Health professionals, specifically nurses, are crucial for providing health information to their patients. Health literacy is an essential competence necessary to effectively communicate and deliver person-centered care. It also helps engage and empower patients to access services and make informed decisions about their wellbeing.

Given the value of proficient health literacy, healthcare professionals must lead efforts to ensure patients are as informed as possible, both in preventative healthcare measures and actions needed to treat any current health problems. However, there is often a lack of understanding that health literacy is much more than the reading level of patient education material.

Why is Health Literacy Important?
Again, proficient health literacy skills help patients advocate for themselves in a medical setting. This is important because poor health literacy skills increase an individual’s risk of the following:

  • Not receiving treatment or receiving treatment too late
  • Taking medication incorrectly or making other dangerous mistakes
  • Experiencing treatment outcomes that are poorer than those with more advanced health literacy
  • Needing treatment and other services to a greater extent than those with good health literacy

Even when people with poor health literacy skills can access health information, either online or in-person, from a healthcare provider, barriers such as mistrust and poor reading and writing skills can increase the risk of miscommunication. Luckily, travel nurses can use a few strategies to improve health understanding among their patient populations.

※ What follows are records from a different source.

//! Error types for the domain layer.

use std::fmt;
use thiserror::Error;

/// Errors that occur during value object construction.
#[derive(Debug, Clone, PartialEq, Eq, Error)]
pub enum ValidationError {
    #[error("Field '{field}' cannot be empty")]
    EmptyField { field: String },

    #[error("Field '{field}' must be between {min} and {max}, got {actual}")]
    OutOfRange {
        field: String,
        min: i32,
        max: i32,
        actual: i32,
    },

    #[error("Field '{field}' has invalid format: {reason}")]
    InvalidFormat { field: String, reason: String },
}

impl ValidationError {
    /// Creates an empty field validation error.
    pub fn empty_field(field: impl Into<String>) -> Self {
        ValidationError::EmptyField { field: field.into() }
    }

    /// Creates an out of range validation error.
    pub fn out_of_range(field: impl Into<String>, min: i32, max: i32, actual: i32) -> Self {
        ValidationError::OutOfRange {
            field: field.into(),
            min,
            max,
            actual,
        }
    }

    /// Creates an invalid format validation error.
    pub fn invalid_format(field: impl Into<String>, reason: impl Into<String>) -> Self {
        ValidationError::InvalidFormat {
            field: field.into(),
            reason: reason.into(),
        }
    }
}

/// Error codes organized by category.
#[derive(Debug, Clone, Copy, PartialEq, Eq, Hash)]
pub enum ErrorCode {
    // Validation errors
    EmptyField,
    OutOfRange,
    InvalidFormat,

    // Not found errors
    CriterionNotFound,
    OptionNotFound,
    ItemNotFound,

    // Progression errors
    WrongPhase,
    GuardNotMet,
}

impl fmt::Display for ErrorCode {
    fn fmt(&self, f: &mut fmt::Formatter<'_>) -> fmt::Result {
        let s = match self {
            ErrorCode::EmptyField => "EMPTY_FIELD",
            ErrorCode::OutOfRange => "OUT_OF_RANGE",
            ErrorCode::InvalidFormat => "INVALID_FORMAT",
            ErrorCode::CriterionNotFound => "CRITERION_NOT_FOUND",
            ErrorCode::OptionNotFound => "OPTION_NOT_FOUND",
            ErrorCode::ItemNotFound => "ITEM_NOT_FOUND",
            ErrorCode::WrongPhase => "WRONG_PHASE",
            ErrorCode::GuardNotMet => "GUARD_NOT_MET",
        };
        write!(f, "{}", s)
    }
}

/// Errors raised by exercise actions.
///
/// A UI normally never sees these: it disables the action instead. They
/// exist so callers can tell why an action was refused.
#[derive(Debug, Clone, PartialEq, Eq, Error)]
pub enum ExerciseError {
    #[error(transparent)]
    Validation(#[from] ValidationError),

    #[error("Action requires the {expected} phase, exercise is in {actual}")]
    WrongPhase {
        expected: &'static str,
        actual: &'static str,
    },

    #[error("Cannot leave the {phase} phase: {reason}")]
    GuardNotMet { phase: &'static str, reason: String },

    #[error("Unknown criterion: {0}")]
    UnknownCriterion(String),

    #[error("Unknown option: {0}")]
    UnknownOption(String),

    #[error("No item at position {0}")]
    UnknownItem(usize),
}

impl ExerciseError {
    pub fn wrong_phase(expected: &'static str, actual: &'static str) -> Self {
        ExerciseError::WrongPhase { expected, actual }
    }

    pub fn guard_not_met(phase: &'static str, reason: impl Into<String>) -> Self {
        ExerciseError::GuardNotMet {
            phase,
            reason: reason.into(),
        }
    }

    pub fn code(&self) -> ErrorCode {
        match self {
            ExerciseError::Validation(ValidationError::EmptyField { .. }) => ErrorCode::EmptyField,
            ExerciseError::Validation(ValidationError::OutOfRange { .. }) => ErrorCode::OutOfRange,
            ExerciseError::Validation(ValidationError::InvalidFormat { .. }) => {
                ErrorCode::InvalidFormat
            }
            ExerciseError::WrongPhase { .. } => ErrorCode::WrongPhase,
            ExerciseError::GuardNotMet { .. } => ErrorCode::GuardNotMet,
            ExerciseError::UnknownCriterion(_) => ErrorCode::CriterionNotFound,
            ExerciseError::UnknownOption(_) => ErrorCode::OptionNotFound,
            ExerciseError::UnknownItem(_) => ErrorCode::ItemNotFound,
        }
    }
}
//! Image encoding: `DynamicImage` → base64 PNG wrapped in a [`SlideImage`].
//!
//! Vision APIs accept images as base64 data-URIs embedded in the JSON request
//! body. PNG is chosen over JPEG because it is lossless — text crispness
//! matters far more than file size for reading slide content. `detail: "high"`
//! instructs GPT-4-class models to use the full image tile budget; without it
//! fine print and small diagrams are lost.

use crate::oracle::SlideImage;
use base64::{engine::general_purpose::STANDARD, Engine as _};
use edgequake_llm::ImageData;
use image::DynamicImage;
use std::io::Cursor;
use tracing::debug;

/// Encode one rasterised slide as a base64 PNG ready for the vision API.
pub fn encode_slide(index: usize, img: &DynamicImage) -> Result<SlideImage, image::ImageError> {
    let mut buf = Vec::new();
    img.write_to(&mut Cursor::new(&mut buf), image::ImageFormat::Png)?;

    let b64 = STANDARD.encode(&buf);
    debug!("Encoded slide {} → {} bytes base64", index, b64.len());

    Ok(SlideImage {
        index,
        image: ImageData::new(b64, "image/png").with_detail("high"),
    })
}

#[cfg(test)]
mod tests {
    use super::*;
    use image::{Rgba, RgbaImage};

    #[test]
    fn encode_small_image() {
        let img = DynamicImage::ImageRgba8(RgbaImage::from_pixel(10, 10, Rgba([255, 0, 0, 255])));
        let slide = encode_slide(3, &img).expect("encode should succeed");
        assert_eq!(slide.index, 3);
        assert_eq!(slide.image.mime_type, "image/png");
        // Verify it's valid base64
        let decoded = STANDARD.decode(&slide.image.data).expect("valid base64");
        assert!(!decoded.is_empty());
    }
}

Promote A Welcoming Environment
A common obstacle to proficient health literacy for patients is a lack of trust in providers. Patients may feel uncomfortable communicating about health-related issues with nursing professionals for many reasons, including language and cultural differences or even just a general dislike of their health providers. Establishing a welcoming environment is the first step to building trust with patients.

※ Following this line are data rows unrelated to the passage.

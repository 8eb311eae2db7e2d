//! The oracle boundary: tagged verdicts over a free-text remote protocol.
//!
//! The remote classification service answers in free-form text with embedded
//! sentinel strings (`"NO RELEVANT INFORMATION"`, `"OVERLAP IN CONTENT"`,
//! `"PASS"`). That control-in-band protocol is fragile, so it is confined to
//! this one adapter: everything past [`SlideOracle`] works with the tagged
//! types [`SlideVerdict`] and [`Comparison`] and never matches on strings.
//!
//! The oracle's judgments are **not** assumed deterministic — re-running the
//! same input may yield a different verdict. Tests therefore use scripted
//! mock implementations of [`SlideOracle`] rather than replaying transcripts.

use crate::config::NotesConfig;
use crate::error::NotesError;
use crate::prompts;
use edgequake_llm::{ChatMessage, CompletionOptions, ImageData, LLMProvider};
use std::future::Future;
use std::sync::atomic::{AtomicU64, Ordering};
use std::sync::Arc;
use tracing::debug;

/// One rasterised slide, ready for classification.
#[derive(Clone)]
pub struct SlideImage {
    /// 1-based slide index, contiguous over the deck.
    pub index: usize,
    /// Base64 PNG payload for the vision API.
    pub image: ImageData,
}

/// Relevance verdict for one slide.
#[derive(Debug, Clone, PartialEq, Eq)]
pub enum SlideVerdict {
    /// The slide carries content worth summarising.
    Relevant { description: String },
    /// Title slide, video thumbnail, bare illustration — skip it.
    Irrelevant,
}

/// Overlap verdict for two consecutive relevant slides' descriptions.
///
/// The threshold ("more than half the content") is a single boolean judgment
/// made by the oracle; there is no numeric score to tune and the resolver
/// never second-guesses it.
#[derive(Debug, Clone, PartialEq, Eq)]
pub enum Comparison {
    /// The descriptions are sufficiently distinct.
    Pass,
    /// More than half the content overlaps; `summary` describes the overlap.
    Overlap { summary: String },
}

/// Cumulative token usage across all oracle calls in a run.
#[derive(Debug, Clone, Copy, Default, PartialEq, Eq, serde::Serialize, serde::Deserialize)]
pub struct OracleUsage {
    pub input_tokens: u64,
    pub output_tokens: u64,
}

/// The four judgments the pipeline delegates to the remote service.
///
/// Mockable seam: integration tests drive the whole pipeline with a scripted
/// implementation and never touch the network.
pub trait SlideOracle: Send + Sync {
    /// Judge one slide image against the theme.
    fn classify(
        &self,
        slide: &SlideImage,
        theme: &str,
    ) -> impl Future<Output = Result<SlideVerdict, NotesError>> + Send;

    /// Compare the previous kept description against the current one.
    fn compare(
        &self,
        previous: &str,
        current: &str,
    ) -> impl Future<Output = Result<Comparison, NotesError>> + Send;

    /// Edit the overlapping content out of `description`.
    fn remove_overlap(
        &self,
        description: &str,
        overlap: &str,
    ) -> impl Future<Output = Result<String, NotesError>> + Send;

    /// Cast a description into the fixed LaTeX grammar.
    fn format_latex(
        &self,
        description: &str,
    ) -> impl Future<Output = Result<String, NotesError>> + Send;

    /// Token usage accumulated so far. Mocks keep the default zero report.
    fn usage(&self) -> OracleUsage {
        OracleUsage::default()
    }
}

/// Parse a raw classifier reply into a [`SlideVerdict`].
///
/// The sentinel may arrive embedded in otherwise free-form text, so this is a
/// containment check, not an equality check.
pub(crate) fn parse_verdict(content: &str) -> SlideVerdict {
    if content.contains(prompts::SENTINEL_IRRELEVANT) {
        SlideVerdict::Irrelevant
    } else {
        SlideVerdict::Relevant {
            description: content.trim().to_string(),
        }
    }
}

/// Parse a raw comparator reply into a [`Comparison`].
///
/// Anything that does not carry the overlap sentinel counts as a pass — the
/// model sometimes paraphrases "PASS" rather than emitting it verbatim.
pub(crate) fn parse_comparison(content: &str) -> Comparison {
    if content.contains(prompts::SENTINEL_OVERLAP) {
        Comparison::Overlap {
            summary: content.trim().to_string(),
        }
    } else {
        Comparison::Pass
    }
}

/// Production [`SlideOracle`] backed by an [`LLMProvider`].
///
/// One outbound network call per method invocation; no local retry (callers
/// rely on whatever retry the provider SDK itself performs). Token usage is
/// accumulated across calls and exposed via [`SlideOracle::usage`].
pub struct LlmOracle {
    provider: Arc<dyn LLMProvider>,
    temperature: f32,
    max_tokens: usize,
    input_tokens: AtomicU64,
    output_tokens: AtomicU64,
}

impl LlmOracle {
    pub fn new(provider: Arc<dyn LLMProvider>, config: &NotesConfig) -> Self {
        Self {
            provider,
            temperature: config.temperature,
            max_tokens: config.max_tokens,
            input_tokens: AtomicU64::new(0),
            output_tokens: AtomicU64::new(0),
        }
    }

    fn options(&self) -> CompletionOptions {
        CompletionOptions {
            temperature: Some(self.temperature),
            max_tokens: Some(self.max_tokens),
            ..Default::default()
        }
    }

    /// Run one chat completion, record usage, and return the raw content.
    async fn chat(&self, call: &str, messages: Vec<ChatMessage>) -> Result<String, NotesError> {
        let options = self.options();
        let response = self
            .provider
            .chat(&messages, Some(&options))
            .await
            .map_err(|e| NotesError::Oracle {
                call: call.to_string(),
                message: e.to_string(),
            })?;

        self.input_tokens
            .fetch_add(response.prompt_tokens as u64, Ordering::Relaxed);
        self.output_tokens
            .fetch_add(response.completion_tokens as u64, Ordering::Relaxed);
        debug!(
            call,
            prompt_tokens = response.prompt_tokens,
            completion_tokens = response.completion_tokens,
            "oracle call complete"
        );

        Ok(response.content)
    }
}

impl SlideOracle for LlmOracle {
    async fn classify(
        &self,
        slide: &SlideImage,
        theme: &str,
    ) -> Result<SlideVerdict, NotesError> {
        let messages = vec![
            ChatMessage::system(prompts::CLASSIFY_SYSTEM_PROMPT),
            ChatMessage::user_with_images(
                prompts::classify_request(theme),
                vec![slide.image.clone()],
            ),
        ];
        let content = self.chat("classify", messages).await?;
        Ok(parse_verdict(&content))
    }

    async fn compare(&self, previous: &str, current: &str) -> Result<Comparison, NotesError> {
        let messages = vec![
            ChatMessage::system(prompts::COMPARE_SYSTEM_PROMPT),
            ChatMessage::user(prompts::compare_request(previous, current)),
        ];
        let content = self.chat("compare", messages).await?;
        Ok(parse_comparison(&content))
    }

    async fn remove_overlap(
        &self,
        description: &str,
        overlap: &str,
    ) -> Result<String, NotesError> {
        let messages = vec![
            ChatMessage::system(prompts::EDIT_SYSTEM_PROMPT),
            ChatMessage::user(prompts::edit_request(description, overlap)),
        ];
        self.chat("edit", messages).await
    }

    async fn format_latex(&self, description: &str) -> Result<String, NotesError> {
        let messages = vec![
            ChatMessage::system(prompts::FORMAT_SYSTEM_PROMPT),
            ChatMessage::user(prompts::format_request(description)),
        ];
        self.chat("format", messages).await
    }

    fn usage(&self) -> OracleUsage {
        OracleUsage {
            input_tokens: self.input_tokens.load(Ordering::Relaxed),
            output_tokens: self.output_tokens.load(Ordering::Relaxed),
        }
    }
}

If patients feel welcomed and that they are being listened to, they will be more likely to ask questions and divulge more helpful information. Greeting all new patients with a smile and maintaining eye contact during a conversation are two ways to reinforce a positive setting and make patients feel at ease.

Use Plain Language
Plain language or “living room language” is beneficial for everyone! It is important to remember that even people with good literacy skills find understanding healthcare information challenging. They often don’t understand medical vocabulary and the basic concepts in health and medicine, such as how the body works or navigating the healthcare system. Nurses should use everyday words instead of medical jargon to prevent any miscommunication.

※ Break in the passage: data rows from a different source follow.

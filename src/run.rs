//! Run orchestration: the top-level entry points that tie the pipeline
//! together.
//!
//! [`generate`] is the primary entry point: it resolves the input, rasterises
//! the deck, constructs the production oracle and LaTeX engine, and delegates
//! to [`generate_from_slides`]. The latter is public so callers (and the
//! integration tests) can drive the whole run with their own [`SlideOracle`]
//! and [`LatexEngine`] implementations — no network, no TeX install.
//!
//! The run is strictly sequential by slide index. Overlap resolution depends
//! on the previous relevant slide's description, so classifying slides
//! concurrently would change the comparisons; one deck is one conversation
//! with the deck's own order.

use crate::config::NotesConfig;
use crate::error::{NotesError, SlideError};
use crate::oracle::{LlmOracle, SlideImage, SlideOracle, SlideVerdict};
use crate::output::{RunOutput, RunStats, SlideRecord};
use crate::overlap::OverlapResolver;
use crate::pipeline::compile::{LatexEngine, XelatexEngine};
use crate::pipeline::{assemble, encode, input, merge, postprocess, render};
use edgequake_llm::{LLMProvider, ProviderFactory};
use std::sync::Arc;
use std::time::{Duration, Instant};
use tracing::{debug, info, warn};

/// Model used when the caller names a provider without a model.
const DEFAULT_MODEL: &str = "gpt-4o";

/// Generate per-slide study notes for a deck at a local path or URL.
///
/// Renders every slide, classifies each against `config.theme`, trims
/// overlapping content between consecutive relevant slides, writes one
/// XeLaTeX document per kept slide, compiles them, and merges the results
/// into `Notes_<theme>.pdf` under [`NotesConfig::theme_dir`].
///
/// A slide whose document fails to compile is recorded in the returned
/// [`RunOutput`] and excluded from the merge; only deck-level problems (bad
/// file, wrong password, oracle transport failure) abort the run.
pub async fn generate(deck: &str, config: &NotesConfig) -> Result<RunOutput, NotesError> {
    let provider = resolve_provider(config)?;
    let oracle = LlmOracle::new(provider, config);
    let engine = XelatexEngine::new(
        config.latex_program.clone(),
        Duration::from_secs(config.compile_timeout_secs),
    );
    generate_with(deck, &oracle, &engine, config).await
}

/// Like [`generate`], but with caller-supplied oracle and engine.
///
/// Useful for wrapping the oracle (caching, rate limiting) or substituting
/// the LaTeX engine while still letting the library handle input resolution
/// and rasterisation.
pub async fn generate_with<O: SlideOracle, E: LatexEngine>(
    deck: &str,
    oracle: &O,
    engine: &E,
    config: &NotesConfig,
) -> Result<RunOutput, NotesError> {
    let resolved = input::resolve_input(deck, config.download_timeout_secs).await?;

    let rendered = render::render_slides(resolved.path(), config).await?;
    let mut slides = Vec::with_capacity(rendered.len());
    for (index, image) in &rendered {
        let slide = encode::encode_slide(*index, image)
            .map_err(|e| NotesError::Internal(format!("PNG encoding failed: {e}")))?;
        slides.push(slide);
    }
    // `resolved` must outlive rasterisation: dropping it deletes a downloaded
    // temp file.
    drop(resolved);

    generate_from_slides(slides, oracle, engine, config).await
}

/// Run the classification, overlap, compile, and merge phases over
/// already-rasterised slides.
///
/// The injectable `oracle` and `engine` are the two external effects of the
/// run; everything in between is deterministic.
pub async fn generate_from_slides<O: SlideOracle, E: LatexEngine>(
    slides: Vec<SlideImage>,
    oracle: &O,
    engine: &E,
    config: &NotesConfig,
) -> Result<RunOutput, NotesError> {
    if config.theme.trim().is_empty() {
        return Err(NotesError::InvalidConfig("Theme must not be empty".into()));
    }

    let run_start = Instant::now();
    let total_slides = slides.len();
    let theme_dir = config.theme_dir();

    info!(
        theme = %config.theme,
        total_slides,
        output = %theme_dir.display(),
        "starting notes run"
    );
    if let Some(ref cb) = config.progress_callback {
        cb.on_run_start(total_slides);
    }

    // ── Phase 1: classify, resolve overlaps, format, write ───────────────
    let classify_start = Instant::now();
    let mut resolver = OverlapResolver::new();
    let mut records: Vec<SlideRecord> = Vec::new();
    let mut skipped: Vec<usize> = Vec::new();

    for slide in &slides {
        let usage_before = oracle.usage();
        let verdict = oracle.classify(slide, &config.theme).await?;
        let relevant = matches!(verdict, SlideVerdict::Relevant { .. });
        if let Some(ref cb) = config.progress_callback {
            cb.on_slide_classified(slide.index, total_slides, relevant);
        }

        let description = match verdict {
            SlideVerdict::Irrelevant => {
                debug!(slide = slide.index, "skipped: no relevant content");
                skipped.push(slide.index);
                continue;
            }
            SlideVerdict::Relevant { description } => description,
        };

        let resolution = resolver.resolve(oracle, slide.index, &description).await?;
        if resolution.overlap_detected() {
            if let Some(record) = resolver.overlaps().last() {
                if let Some(ref cb) = config.progress_callback {
                    cb.on_overlap(record.previous_index, record.current_index);
                }
            }
        }

        let formatted = oracle.format_latex(&resolution.description).await?;
        let body = postprocess::clean_latex(&formatted);
        let (tex_path, txt_path) =
            assemble::write_documents(&theme_dir, slide.index, &config.theme, &body).await?;
        if let Some(ref cb) = config.progress_callback {
            cb.on_slide_written(slide.index, total_slides, body.len());
        }

        // The run is sequential, so the usage delta since the classify call
        // is exactly this slide's consumption.
        let usage_after = oracle.usage();
        records.push(SlideRecord {
            index: slide.index,
            body,
            tex_path,
            txt_path,
            pdf_path: None,
            error: None,
            input_tokens: usage_after.input_tokens - usage_before.input_tokens,
            output_tokens: usage_after.output_tokens - usage_before.output_tokens,
        });
    }

    let overlaps = resolver.into_overlaps();
    let classify_duration = classify_start.elapsed();
    info!(
        rendered = records.len(),
        skipped = ?skipped,
        overlaps = overlaps.len(),
        "classification complete in {:.1}s",
        classify_duration.as_secs_f64()
    );

    // ── Phase 2: compile each document ───────────────────────────────────
    let compile_start = Instant::now();
    let mut timed_out: Vec<usize> = Vec::new();

    for record in &mut records {
        match engine.compile(&record.tex_path, &theme_dir).await {
            Ok(pdf_path) => {
                debug!(slide = record.index, "compiled {}", pdf_path.display());
                record.pdf_path = Some(pdf_path);
            }
            Err(err) => {
                let slide_err = SlideError::from_compile(record.index, err);
                warn!(slide = record.index, "{slide_err}");
                if slide_err.is_timeout() {
                    timed_out.push(record.index);
                }
                record.error = Some(slide_err);
            }
        }
        if let Some(ref cb) = config.progress_callback {
            cb.on_compile_done(record.index, total_slides, record.compiled());
        }
    }

    let compile_duration = compile_start.elapsed();
    let failed_compiles = records.iter().filter(|r| !r.compiled()).count();
    if !timed_out.is_empty() {
        warn!(slides = ?timed_out, "compilations killed at the timeout");
    }

    // ── Phase 3: merge the compiled PDFs ─────────────────────────────────
    // The merge list comes from a directory scan, not the records: the scan
    // orders by parsed slide index and skips a booklet left over from a
    // previous run.
    let any_compiled = records.iter().any(|r| r.compiled());

    let merged_pdf = if !any_compiled {
        warn!("no slide compiled; skipping merge");
        None
    } else {
        let output = theme_dir.join(format!("Notes_{}.pdf", config.theme));
        let target = output.clone();
        let scan_dir = theme_dir.clone();
        let pages = tokio::task::spawn_blocking(move || {
            let inputs = merge::collect_slide_pdfs(&scan_dir)?;
            merge::merge_slide_pdfs(&inputs, &target)
        })
        .await
        .map_err(|e| NotesError::Internal(format!("Merge task panicked: {e}")))??;
        info!(pages, "merged booklet at {}", output.display());
        Some(output)
    };

    if let Some(ref cb) = config.progress_callback {
        cb.on_run_complete(records.len(), skipped.len(), failed_compiles);
    }

    let stats = RunStats {
        total_slides,
        rendered_slides: records.len(),
        skipped_slides: skipped.len(),
        overlap_count: overlaps.len(),
        compiled_slides: records.iter().filter(|r| r.compiled()).count(),
        failed_compiles,
        timed_out_slides: timed_out.len(),
        usage: oracle.usage(),
        classify_duration_ms: classify_duration.as_millis() as u64,
        compile_duration_ms: compile_duration.as_millis() as u64,
        total_duration_ms: run_start.elapsed().as_millis() as u64,
    };

    info!(
        rendered = stats.rendered_slides,
        skipped = stats.skipped_slides,
        compiled = stats.compiled_slides,
        failed = stats.failed_compiles,
        "run complete in {:.1}s",
        run_start.elapsed().as_secs_f64()
    );

    Ok(RunOutput {
        theme: config.theme.clone(),
        slides: records,
        skipped,
        overlaps,
        timed_out,
        merged_pdf,
        stats,
    })
}

// ── Internal helpers ─────────────────────────────────────────────────────

/// Instantiate a named provider with the given model.
fn create_vision_provider(
    provider_name: &str,
    model: &str,
) -> Result<Arc<dyn LLMProvider>, NotesError> {
    ProviderFactory::create_llm_provider(provider_name, model).map_err(|e| {
        NotesError::ProviderNotConfigured {
            provider: provider_name.to_string(),
            hint: format!("{e}"),
        }
    })
}

/// Resolve the LLM provider, from most-specific to least-specific.
///
/// 1. Pre-built provider (`config.provider`) — used as-is.
/// 2. Named provider + model (`config.provider_name`) — instantiated via
///    [`ProviderFactory::create_llm_provider`], which reads the matching API
///    key (`OPENAI_API_KEY`, etc.) from the environment.
/// 3. Environment pair (`EDGEQUAKE_LLM_PROVIDER` + `EDGEQUAKE_MODEL`) —
///    honoured before auto-detection so an explicit model choice wins even
///    when several API keys are present.
/// 4. Full auto-detection (`ProviderFactory::from_env`), with OpenAI
///    preferred when its key is set.
fn resolve_provider(config: &NotesConfig) -> Result<Arc<dyn LLMProvider>, NotesError> {
    if let Some(ref provider) = config.provider {
        return Ok(Arc::clone(provider));
    }

    if let Some(ref name) = config.provider_name {
        let model = config.model.as_deref().unwrap_or(DEFAULT_MODEL);
        return create_vision_provider(name, model);
    }

    if let (Ok(prov), Ok(model)) = (
        std::env::var("EDGEQUAKE_LLM_PROVIDER"),
        std::env::var("EDGEQUAKE_MODEL"),
    ) {
        if !prov.is_empty() && !model.is_empty() {
            return create_vision_provider(&prov, &model);
        }
    }

    if let Ok(openai_key) = std::env::var("OPENAI_API_KEY") {
        if !openai_key.is_empty() {
            let model = config.model.as_deref().unwrap_or(DEFAULT_MODEL);
            return create_vision_provider("openai", model);
        }
    }

    let (llm_provider, _embedding) =
        ProviderFactory::from_env().map_err(|e| NotesError::ProviderNotConfigured {
            provider: "auto".to_string(),
            hint: format!(
                "No LLM provider could be auto-detected from environment.\n\
                Set OPENAI_API_KEY, ANTHROPIC_API_KEY, or configure a provider.\n\
                Error: {}",
                e
            ),
        })?;

    Ok(llm_provider)
}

Asking patients to explain a concept or direction back to you is also a great way to prevent miscommunication. This Teach-Back method helps ensure you are clear in all patient conversations and allows you to clarify any misunderstanding if needed. Teach-Back should not mimic what you said, but patients should use their own words to explain understanding.

Provide printed information
Printed materials, such as diagrams and pamphlets, effectively relay crucial information to patients. It is helpful to use these materials whenever possible, as some information may not have a printed version. If you don’t already provide printed information, test the materials on patients for a limited time to determine their efficacy. The most accessible materials will use elementary language, which is comprehensible at the middle-school level.

Ask And Encourage Questions
By asking simple questions, you can determine if your patient understood the information or instructions by the accuracy of their answers. Open-ended questions, such as, “What questions do you still have?, or possibly, “We just reviewed a lot of information. What parts would you like me to go over with you again?” can leave room for patients to express any concerns or lingering thoughts they may have. Encouraging questions also enable providers to discern whether the patient has any gaps in knowledge or understanding that could be problematic.

It is important to start improving health literacy skills among patients as soon as possible. Nurses and nurse managers, physicians, and other medical professionals play an essential role in ensuring that patients understand varying health-related issues and concerns, particularly those related to their health and well-being. If you’re eager to help patients understand information about their wellbeing, contact us today or check out our available travel nurse jobs!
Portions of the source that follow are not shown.